*The records*:
[Start of Attachment]

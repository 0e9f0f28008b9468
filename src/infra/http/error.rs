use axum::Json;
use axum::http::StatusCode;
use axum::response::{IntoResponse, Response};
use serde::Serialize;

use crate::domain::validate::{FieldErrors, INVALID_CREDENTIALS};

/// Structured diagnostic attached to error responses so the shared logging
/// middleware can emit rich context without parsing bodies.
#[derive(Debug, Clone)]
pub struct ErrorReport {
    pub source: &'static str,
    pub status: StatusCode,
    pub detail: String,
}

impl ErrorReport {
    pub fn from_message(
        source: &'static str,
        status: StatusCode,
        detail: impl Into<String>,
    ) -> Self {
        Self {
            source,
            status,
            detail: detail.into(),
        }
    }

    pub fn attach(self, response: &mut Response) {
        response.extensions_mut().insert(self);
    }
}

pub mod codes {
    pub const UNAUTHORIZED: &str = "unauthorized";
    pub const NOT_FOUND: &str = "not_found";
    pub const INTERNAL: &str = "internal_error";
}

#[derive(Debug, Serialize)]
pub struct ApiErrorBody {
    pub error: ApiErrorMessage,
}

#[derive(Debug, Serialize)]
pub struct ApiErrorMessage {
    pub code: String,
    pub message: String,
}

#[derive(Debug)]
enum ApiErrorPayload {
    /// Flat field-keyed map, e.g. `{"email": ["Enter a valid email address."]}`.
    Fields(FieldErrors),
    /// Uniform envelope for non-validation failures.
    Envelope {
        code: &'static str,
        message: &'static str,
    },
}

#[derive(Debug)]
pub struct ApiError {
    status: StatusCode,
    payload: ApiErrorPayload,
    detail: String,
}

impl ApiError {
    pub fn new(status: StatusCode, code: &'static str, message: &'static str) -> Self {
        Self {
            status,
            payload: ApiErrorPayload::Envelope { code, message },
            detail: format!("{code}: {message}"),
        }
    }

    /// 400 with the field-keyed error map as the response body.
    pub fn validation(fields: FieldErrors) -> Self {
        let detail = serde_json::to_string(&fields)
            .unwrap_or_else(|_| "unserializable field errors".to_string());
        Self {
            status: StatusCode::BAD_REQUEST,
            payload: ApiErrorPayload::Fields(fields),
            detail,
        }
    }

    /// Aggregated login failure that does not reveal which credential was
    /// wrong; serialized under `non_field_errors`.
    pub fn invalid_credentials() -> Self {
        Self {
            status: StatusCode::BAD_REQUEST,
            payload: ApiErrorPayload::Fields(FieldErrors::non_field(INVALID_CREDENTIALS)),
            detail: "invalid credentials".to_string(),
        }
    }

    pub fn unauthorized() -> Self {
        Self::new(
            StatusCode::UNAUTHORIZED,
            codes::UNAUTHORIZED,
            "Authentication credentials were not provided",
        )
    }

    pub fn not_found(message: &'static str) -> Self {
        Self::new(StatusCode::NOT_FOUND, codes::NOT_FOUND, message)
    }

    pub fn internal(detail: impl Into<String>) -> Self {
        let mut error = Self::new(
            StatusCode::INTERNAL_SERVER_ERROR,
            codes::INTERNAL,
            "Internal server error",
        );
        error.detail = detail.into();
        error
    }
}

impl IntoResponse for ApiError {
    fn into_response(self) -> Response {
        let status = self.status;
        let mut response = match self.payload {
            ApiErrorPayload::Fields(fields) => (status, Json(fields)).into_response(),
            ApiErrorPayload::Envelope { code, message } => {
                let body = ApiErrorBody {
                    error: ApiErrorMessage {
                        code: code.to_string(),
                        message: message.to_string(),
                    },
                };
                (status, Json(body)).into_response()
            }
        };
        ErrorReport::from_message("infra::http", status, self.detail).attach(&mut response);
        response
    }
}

[End of Attachment]
[Start of Attachment]

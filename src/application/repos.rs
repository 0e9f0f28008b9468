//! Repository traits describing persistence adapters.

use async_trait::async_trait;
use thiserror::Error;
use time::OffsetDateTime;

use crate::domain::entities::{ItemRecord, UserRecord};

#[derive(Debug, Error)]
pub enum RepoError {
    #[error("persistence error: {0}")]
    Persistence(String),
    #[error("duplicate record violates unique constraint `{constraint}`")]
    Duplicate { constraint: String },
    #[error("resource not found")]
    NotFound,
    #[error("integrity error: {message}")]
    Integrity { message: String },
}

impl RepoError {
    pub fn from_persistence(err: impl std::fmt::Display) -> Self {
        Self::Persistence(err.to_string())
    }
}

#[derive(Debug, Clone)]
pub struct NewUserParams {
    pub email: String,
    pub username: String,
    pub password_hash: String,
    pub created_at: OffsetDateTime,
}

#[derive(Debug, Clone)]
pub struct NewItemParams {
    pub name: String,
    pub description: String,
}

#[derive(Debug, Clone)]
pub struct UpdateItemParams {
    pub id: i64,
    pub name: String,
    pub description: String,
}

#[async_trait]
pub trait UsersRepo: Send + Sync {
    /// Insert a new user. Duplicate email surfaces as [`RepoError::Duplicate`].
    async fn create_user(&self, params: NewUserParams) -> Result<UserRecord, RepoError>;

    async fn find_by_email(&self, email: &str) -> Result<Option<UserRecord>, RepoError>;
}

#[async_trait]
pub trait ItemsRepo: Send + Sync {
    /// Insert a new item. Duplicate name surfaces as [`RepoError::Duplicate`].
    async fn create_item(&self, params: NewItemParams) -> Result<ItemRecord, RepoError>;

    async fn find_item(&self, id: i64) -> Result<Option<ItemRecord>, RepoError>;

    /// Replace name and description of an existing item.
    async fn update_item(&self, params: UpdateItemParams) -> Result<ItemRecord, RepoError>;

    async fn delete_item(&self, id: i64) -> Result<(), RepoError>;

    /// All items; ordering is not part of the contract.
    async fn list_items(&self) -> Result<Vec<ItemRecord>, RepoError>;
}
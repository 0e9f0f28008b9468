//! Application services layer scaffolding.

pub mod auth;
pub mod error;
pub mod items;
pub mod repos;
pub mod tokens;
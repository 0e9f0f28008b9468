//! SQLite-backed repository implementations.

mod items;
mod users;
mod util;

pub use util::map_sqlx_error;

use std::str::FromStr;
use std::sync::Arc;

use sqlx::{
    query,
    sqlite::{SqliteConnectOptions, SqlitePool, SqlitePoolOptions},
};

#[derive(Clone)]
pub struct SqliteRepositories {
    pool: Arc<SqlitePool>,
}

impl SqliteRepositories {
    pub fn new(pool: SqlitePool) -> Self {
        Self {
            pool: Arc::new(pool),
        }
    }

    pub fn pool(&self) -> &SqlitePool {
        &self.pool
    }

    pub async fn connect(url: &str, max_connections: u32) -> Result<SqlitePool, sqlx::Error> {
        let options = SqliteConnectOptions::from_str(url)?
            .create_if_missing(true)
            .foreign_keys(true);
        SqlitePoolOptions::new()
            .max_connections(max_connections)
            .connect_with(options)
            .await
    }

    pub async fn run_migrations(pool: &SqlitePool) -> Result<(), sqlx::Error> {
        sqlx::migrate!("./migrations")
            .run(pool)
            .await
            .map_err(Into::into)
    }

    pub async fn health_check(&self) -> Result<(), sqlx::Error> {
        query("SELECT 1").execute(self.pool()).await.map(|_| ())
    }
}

[End of Attachment]

*Exercise brief*: Search the material above for the word "SqlitePoolOptions", then copy out each line that has it.

*Output for this exercise*:
    sqlite::{SqliteConnectOptions, SqlitePool, SqlitePoolOptions},
        SqlitePoolOptions::new()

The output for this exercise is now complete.